Find the line containing "Team::Red), pos(Team::Blue, 1));" in the entries below. Restate it and each line after it, word for word, up to and including the line containing "assert!(!is_out_of_bounds(Vec2::new(0.0, 266.0), 0.0));".

(Stored items)

- Opening Delimiter -

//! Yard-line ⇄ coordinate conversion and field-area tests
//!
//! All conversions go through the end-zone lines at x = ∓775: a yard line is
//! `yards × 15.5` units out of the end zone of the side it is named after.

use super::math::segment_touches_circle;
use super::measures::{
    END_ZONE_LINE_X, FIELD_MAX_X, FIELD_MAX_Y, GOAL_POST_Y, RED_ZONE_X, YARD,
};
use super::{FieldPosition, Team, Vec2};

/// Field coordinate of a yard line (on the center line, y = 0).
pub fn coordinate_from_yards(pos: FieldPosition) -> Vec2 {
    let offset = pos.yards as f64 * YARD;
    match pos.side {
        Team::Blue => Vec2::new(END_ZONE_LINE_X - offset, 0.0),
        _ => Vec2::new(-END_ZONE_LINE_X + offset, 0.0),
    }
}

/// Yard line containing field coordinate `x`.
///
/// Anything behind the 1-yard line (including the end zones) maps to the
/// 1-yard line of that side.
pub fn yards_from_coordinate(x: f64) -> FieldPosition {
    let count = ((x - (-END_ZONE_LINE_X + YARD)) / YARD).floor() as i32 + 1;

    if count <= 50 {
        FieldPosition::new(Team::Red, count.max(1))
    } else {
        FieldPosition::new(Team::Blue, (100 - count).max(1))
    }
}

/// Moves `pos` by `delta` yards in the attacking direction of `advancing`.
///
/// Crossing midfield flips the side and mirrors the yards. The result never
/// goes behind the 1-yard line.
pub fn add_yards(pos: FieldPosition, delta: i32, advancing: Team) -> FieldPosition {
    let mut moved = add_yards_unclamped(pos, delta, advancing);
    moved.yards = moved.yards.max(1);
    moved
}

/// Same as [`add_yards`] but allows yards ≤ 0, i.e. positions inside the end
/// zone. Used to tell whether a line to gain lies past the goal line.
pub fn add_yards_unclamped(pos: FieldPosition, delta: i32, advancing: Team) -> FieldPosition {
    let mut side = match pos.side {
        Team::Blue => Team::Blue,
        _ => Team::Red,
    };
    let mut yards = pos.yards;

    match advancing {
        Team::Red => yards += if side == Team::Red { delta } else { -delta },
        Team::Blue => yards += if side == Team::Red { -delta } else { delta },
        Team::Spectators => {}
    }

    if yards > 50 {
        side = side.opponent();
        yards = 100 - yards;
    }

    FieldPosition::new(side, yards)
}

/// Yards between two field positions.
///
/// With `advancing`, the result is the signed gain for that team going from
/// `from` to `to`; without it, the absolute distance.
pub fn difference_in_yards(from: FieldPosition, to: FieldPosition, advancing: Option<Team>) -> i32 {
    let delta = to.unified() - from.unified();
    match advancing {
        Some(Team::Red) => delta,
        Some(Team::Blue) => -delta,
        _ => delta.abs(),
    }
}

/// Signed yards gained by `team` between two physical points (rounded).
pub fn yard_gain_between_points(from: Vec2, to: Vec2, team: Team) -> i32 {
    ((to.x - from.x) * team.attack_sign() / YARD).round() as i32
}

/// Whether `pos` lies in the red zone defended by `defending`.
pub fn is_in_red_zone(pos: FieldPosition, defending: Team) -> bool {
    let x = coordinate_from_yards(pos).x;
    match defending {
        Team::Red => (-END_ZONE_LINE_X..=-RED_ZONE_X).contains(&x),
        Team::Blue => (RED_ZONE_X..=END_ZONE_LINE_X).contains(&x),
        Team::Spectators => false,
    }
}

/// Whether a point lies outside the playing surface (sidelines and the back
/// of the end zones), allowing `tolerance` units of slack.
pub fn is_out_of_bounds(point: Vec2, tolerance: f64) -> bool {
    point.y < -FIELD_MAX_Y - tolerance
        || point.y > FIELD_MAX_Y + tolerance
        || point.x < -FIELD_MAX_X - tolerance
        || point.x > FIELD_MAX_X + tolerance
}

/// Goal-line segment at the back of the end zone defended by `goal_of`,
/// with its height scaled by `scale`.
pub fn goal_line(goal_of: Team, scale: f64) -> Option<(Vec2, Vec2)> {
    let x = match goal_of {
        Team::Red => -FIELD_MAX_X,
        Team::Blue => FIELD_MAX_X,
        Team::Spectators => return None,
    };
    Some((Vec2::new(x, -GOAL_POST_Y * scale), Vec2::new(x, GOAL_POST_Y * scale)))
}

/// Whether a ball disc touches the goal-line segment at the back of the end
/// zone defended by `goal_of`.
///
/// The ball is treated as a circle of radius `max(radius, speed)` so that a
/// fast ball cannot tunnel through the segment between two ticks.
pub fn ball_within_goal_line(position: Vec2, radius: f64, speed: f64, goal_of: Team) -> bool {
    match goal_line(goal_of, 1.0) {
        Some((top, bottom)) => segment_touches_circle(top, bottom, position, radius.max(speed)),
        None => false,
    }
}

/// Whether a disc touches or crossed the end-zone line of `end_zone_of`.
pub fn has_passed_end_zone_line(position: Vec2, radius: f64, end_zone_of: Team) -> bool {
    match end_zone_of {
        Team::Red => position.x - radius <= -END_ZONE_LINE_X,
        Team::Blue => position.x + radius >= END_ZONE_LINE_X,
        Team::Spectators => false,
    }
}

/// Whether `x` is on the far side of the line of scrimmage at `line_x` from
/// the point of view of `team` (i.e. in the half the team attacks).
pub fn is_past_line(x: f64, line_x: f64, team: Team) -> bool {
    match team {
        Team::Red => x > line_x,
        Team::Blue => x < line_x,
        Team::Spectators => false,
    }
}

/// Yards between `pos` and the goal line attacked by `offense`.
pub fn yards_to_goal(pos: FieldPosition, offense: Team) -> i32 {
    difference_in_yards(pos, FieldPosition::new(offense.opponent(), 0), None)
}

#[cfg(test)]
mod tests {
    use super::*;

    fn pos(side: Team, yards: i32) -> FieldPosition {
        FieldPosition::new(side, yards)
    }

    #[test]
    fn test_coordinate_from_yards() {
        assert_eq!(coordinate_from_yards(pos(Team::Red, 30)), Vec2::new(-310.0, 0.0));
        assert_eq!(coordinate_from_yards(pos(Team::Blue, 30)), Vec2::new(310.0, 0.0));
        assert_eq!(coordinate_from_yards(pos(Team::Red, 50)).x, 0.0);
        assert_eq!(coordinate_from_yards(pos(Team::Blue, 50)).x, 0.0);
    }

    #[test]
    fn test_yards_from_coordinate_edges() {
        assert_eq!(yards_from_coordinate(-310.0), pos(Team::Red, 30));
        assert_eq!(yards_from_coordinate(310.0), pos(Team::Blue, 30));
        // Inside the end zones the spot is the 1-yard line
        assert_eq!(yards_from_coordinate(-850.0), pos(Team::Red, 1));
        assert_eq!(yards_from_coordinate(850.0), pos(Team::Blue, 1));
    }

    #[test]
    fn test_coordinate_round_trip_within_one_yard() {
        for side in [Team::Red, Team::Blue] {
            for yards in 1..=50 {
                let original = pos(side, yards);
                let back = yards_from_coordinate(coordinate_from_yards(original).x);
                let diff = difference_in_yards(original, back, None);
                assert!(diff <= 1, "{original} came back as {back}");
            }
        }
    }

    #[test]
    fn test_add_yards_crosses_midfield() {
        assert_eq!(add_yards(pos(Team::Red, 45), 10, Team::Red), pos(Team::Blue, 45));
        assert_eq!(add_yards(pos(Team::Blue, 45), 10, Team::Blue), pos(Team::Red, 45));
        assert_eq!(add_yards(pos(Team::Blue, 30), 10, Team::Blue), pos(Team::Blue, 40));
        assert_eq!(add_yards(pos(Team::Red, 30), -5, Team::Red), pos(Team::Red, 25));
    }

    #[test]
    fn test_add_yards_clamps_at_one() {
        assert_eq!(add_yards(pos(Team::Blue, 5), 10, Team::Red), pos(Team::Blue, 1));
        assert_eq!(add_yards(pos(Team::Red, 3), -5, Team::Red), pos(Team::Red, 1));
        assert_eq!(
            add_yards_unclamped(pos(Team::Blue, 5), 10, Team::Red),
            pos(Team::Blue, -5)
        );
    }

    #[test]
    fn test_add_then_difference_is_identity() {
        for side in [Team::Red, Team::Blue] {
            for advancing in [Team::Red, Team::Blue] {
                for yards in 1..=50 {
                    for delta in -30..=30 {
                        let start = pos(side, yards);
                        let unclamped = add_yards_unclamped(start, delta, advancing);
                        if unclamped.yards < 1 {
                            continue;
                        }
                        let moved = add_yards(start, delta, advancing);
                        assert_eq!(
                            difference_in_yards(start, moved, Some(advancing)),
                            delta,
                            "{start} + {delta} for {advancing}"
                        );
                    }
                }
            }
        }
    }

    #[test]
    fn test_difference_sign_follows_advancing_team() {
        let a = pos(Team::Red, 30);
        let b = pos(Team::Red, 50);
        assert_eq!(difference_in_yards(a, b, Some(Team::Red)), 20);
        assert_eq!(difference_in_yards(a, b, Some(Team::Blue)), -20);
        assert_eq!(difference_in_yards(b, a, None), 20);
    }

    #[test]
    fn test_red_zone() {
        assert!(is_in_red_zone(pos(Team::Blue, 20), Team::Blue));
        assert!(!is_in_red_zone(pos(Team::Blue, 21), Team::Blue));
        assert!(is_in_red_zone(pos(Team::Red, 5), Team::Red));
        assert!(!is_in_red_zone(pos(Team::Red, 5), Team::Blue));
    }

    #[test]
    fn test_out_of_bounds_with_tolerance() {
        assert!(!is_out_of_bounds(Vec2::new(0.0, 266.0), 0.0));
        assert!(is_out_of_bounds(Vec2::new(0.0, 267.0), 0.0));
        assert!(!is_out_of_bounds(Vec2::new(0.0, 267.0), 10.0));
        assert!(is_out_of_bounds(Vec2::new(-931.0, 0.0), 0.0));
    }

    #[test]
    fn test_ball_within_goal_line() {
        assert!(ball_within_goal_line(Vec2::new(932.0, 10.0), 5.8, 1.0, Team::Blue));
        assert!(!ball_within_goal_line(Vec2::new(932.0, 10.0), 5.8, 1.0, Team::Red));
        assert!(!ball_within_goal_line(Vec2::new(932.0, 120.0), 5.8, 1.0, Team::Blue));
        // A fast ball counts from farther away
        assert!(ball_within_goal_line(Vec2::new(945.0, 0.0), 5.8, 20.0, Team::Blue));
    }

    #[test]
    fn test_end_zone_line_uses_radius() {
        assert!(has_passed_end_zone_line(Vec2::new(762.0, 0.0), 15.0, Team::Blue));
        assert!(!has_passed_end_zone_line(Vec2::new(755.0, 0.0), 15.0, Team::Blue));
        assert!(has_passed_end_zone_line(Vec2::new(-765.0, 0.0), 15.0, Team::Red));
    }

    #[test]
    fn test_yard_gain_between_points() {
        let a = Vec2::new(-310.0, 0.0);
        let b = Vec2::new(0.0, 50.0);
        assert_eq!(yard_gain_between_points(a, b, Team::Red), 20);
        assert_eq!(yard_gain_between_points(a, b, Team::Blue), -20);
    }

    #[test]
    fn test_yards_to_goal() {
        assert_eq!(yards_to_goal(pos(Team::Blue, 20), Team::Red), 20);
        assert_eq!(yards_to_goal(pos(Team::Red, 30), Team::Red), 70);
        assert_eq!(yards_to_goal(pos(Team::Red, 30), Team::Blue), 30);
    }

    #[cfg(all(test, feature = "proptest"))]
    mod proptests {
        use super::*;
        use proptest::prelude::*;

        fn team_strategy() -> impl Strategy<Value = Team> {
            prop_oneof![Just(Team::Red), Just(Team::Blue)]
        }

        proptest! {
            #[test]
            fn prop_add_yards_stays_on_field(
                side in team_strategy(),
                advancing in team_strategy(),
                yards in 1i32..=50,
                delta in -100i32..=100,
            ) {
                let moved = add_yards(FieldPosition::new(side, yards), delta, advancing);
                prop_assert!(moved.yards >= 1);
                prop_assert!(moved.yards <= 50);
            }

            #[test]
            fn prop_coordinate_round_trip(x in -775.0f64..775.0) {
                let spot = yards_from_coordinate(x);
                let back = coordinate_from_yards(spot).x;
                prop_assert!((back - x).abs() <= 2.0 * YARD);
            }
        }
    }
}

- Closing Delimiter -
- Opening Delimiter -

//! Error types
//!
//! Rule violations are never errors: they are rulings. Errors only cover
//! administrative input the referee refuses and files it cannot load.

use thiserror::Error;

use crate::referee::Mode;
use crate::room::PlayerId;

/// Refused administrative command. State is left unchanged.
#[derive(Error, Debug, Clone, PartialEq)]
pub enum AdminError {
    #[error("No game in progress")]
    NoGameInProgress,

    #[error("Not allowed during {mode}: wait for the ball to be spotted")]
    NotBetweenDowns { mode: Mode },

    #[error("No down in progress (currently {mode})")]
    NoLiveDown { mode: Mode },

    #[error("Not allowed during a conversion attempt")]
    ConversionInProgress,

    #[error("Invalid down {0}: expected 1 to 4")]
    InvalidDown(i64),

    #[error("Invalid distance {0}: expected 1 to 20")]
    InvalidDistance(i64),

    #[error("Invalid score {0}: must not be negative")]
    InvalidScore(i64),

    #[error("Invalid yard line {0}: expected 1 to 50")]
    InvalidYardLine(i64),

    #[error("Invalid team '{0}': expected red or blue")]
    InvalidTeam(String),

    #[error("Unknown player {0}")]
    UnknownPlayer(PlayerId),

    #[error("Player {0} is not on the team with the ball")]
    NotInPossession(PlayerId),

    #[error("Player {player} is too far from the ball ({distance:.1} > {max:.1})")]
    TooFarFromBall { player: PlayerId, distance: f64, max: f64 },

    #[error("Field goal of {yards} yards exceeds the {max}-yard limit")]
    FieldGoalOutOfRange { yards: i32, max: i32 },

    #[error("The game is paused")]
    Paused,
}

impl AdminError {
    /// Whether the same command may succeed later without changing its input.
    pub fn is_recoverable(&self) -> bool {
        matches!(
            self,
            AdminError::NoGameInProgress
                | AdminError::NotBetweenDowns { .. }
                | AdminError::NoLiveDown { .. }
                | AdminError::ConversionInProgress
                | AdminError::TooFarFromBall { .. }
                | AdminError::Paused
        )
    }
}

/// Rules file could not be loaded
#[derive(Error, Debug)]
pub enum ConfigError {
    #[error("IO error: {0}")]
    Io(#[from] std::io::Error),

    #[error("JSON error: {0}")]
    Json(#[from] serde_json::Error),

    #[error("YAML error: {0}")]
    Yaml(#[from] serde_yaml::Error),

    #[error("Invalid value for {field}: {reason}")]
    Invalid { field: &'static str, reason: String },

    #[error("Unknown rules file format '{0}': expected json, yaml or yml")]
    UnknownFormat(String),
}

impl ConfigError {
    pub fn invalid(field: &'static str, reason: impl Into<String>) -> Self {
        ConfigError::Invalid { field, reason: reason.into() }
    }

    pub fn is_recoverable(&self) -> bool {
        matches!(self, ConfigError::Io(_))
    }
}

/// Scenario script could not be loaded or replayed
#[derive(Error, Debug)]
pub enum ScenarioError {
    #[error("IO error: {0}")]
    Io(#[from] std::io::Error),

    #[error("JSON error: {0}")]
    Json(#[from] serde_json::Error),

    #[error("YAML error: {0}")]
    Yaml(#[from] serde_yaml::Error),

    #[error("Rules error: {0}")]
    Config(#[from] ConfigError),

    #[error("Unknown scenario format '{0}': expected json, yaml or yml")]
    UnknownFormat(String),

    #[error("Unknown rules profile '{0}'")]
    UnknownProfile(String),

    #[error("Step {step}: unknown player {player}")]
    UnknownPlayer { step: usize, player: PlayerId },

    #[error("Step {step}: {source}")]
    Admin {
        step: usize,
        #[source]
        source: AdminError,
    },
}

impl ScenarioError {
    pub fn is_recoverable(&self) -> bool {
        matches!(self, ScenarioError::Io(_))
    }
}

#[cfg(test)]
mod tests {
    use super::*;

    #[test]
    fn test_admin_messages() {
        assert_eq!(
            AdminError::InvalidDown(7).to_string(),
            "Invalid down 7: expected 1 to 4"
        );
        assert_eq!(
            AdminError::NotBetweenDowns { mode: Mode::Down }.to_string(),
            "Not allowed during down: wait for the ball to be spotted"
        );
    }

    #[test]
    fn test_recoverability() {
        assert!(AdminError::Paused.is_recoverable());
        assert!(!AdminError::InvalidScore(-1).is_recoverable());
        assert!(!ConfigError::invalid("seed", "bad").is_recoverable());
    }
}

- Closing Delimiter -
- Opening Delimiter -

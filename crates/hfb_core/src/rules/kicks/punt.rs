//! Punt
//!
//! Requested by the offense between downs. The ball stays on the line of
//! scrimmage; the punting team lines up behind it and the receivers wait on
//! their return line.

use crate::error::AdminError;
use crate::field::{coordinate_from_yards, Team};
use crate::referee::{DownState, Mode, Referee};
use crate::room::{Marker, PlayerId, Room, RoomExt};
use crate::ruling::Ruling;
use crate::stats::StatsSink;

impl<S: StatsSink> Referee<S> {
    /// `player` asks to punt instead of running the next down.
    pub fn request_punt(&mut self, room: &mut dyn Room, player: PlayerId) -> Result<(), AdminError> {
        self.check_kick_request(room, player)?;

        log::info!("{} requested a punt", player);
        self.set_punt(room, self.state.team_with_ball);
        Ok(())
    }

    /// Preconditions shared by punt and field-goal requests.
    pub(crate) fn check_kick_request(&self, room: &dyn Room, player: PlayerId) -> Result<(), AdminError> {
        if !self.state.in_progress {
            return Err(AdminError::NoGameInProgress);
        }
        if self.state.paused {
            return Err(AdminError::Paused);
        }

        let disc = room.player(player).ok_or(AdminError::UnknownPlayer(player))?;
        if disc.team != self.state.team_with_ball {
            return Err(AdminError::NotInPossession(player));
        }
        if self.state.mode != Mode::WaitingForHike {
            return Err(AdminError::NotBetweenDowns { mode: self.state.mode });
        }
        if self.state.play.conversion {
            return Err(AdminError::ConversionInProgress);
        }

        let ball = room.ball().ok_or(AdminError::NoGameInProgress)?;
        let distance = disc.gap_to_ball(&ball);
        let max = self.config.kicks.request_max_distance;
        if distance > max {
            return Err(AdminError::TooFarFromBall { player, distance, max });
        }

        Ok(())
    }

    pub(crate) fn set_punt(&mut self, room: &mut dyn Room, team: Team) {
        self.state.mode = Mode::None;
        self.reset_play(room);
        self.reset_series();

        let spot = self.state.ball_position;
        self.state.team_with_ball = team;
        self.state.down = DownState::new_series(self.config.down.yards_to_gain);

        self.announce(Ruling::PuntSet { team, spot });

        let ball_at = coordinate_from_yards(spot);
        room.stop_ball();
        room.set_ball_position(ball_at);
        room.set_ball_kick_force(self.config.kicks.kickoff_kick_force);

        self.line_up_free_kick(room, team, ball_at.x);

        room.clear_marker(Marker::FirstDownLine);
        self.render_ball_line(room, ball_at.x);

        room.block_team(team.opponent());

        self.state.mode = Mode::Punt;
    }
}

- Closing Delimiter -

(SOLUTION FOR THIS EXERCISE)
        assert_eq!(add_yards(pos(Team::Blue, 5), 10, Team::Red), pos(Team::Blue, 1));
        assert_eq!(add_yards(pos(Team::Red, 3), -5, Team::Red), pos(Team::Red, 1));
        assert_eq!(
            add_yards_unclamped(pos(Team::Blue, 5), 10, Team::Red),
            pos(Team::Blue, -5)
        );
    }

    #[test]
    fn test_add_then_difference_is_identity() {
        for side in [Team::Red, Team::Blue] {
            for advancing in [Team::Red, Team::Blue] {
                for yards in 1..=50 {
                    for delta in -30..=30 {
                        let start = pos(side, yards);
                        let unclamped = add_yards_unclamped(start, delta, advancing);
                        if unclamped.yards < 1 {
                            continue;
                        }
                        let moved = add_yards(start, delta, advancing);
                        assert_eq!(
                            difference_in_yards(start, moved, Some(advancing)),
                            delta,
                            "{start} + {delta} for {advancing}"
                        );
                    }
                }
            }
        }
    }

    #[test]
    fn test_difference_sign_follows_advancing_team() {
        let a = pos(Team::Red, 30);
        let b = pos(Team::Red, 50);
        assert_eq!(difference_in_yards(a, b, Some(Team::Red)), 20);
        assert_eq!(difference_in_yards(a, b, Some(Team::Blue)), -20);
        assert_eq!(difference_in_yards(b, a, None), 20);
    }

    #[test]
    fn test_red_zone() {
        assert!(is_in_red_zone(pos(Team::Blue, 20), Team::Blue));
        assert!(!is_in_red_zone(pos(Team::Blue, 21), Team::Blue));
        assert!(is_in_red_zone(pos(Team::Red, 5), Team::Red));
        assert!(!is_in_red_zone(pos(Team::Red, 5), Team::Blue));
    }

    #[test]
    fn test_out_of_bounds_with_tolerance() {
        assert!(!is_out_of_bounds(Vec2::new(0.0, 266.0), 0.0));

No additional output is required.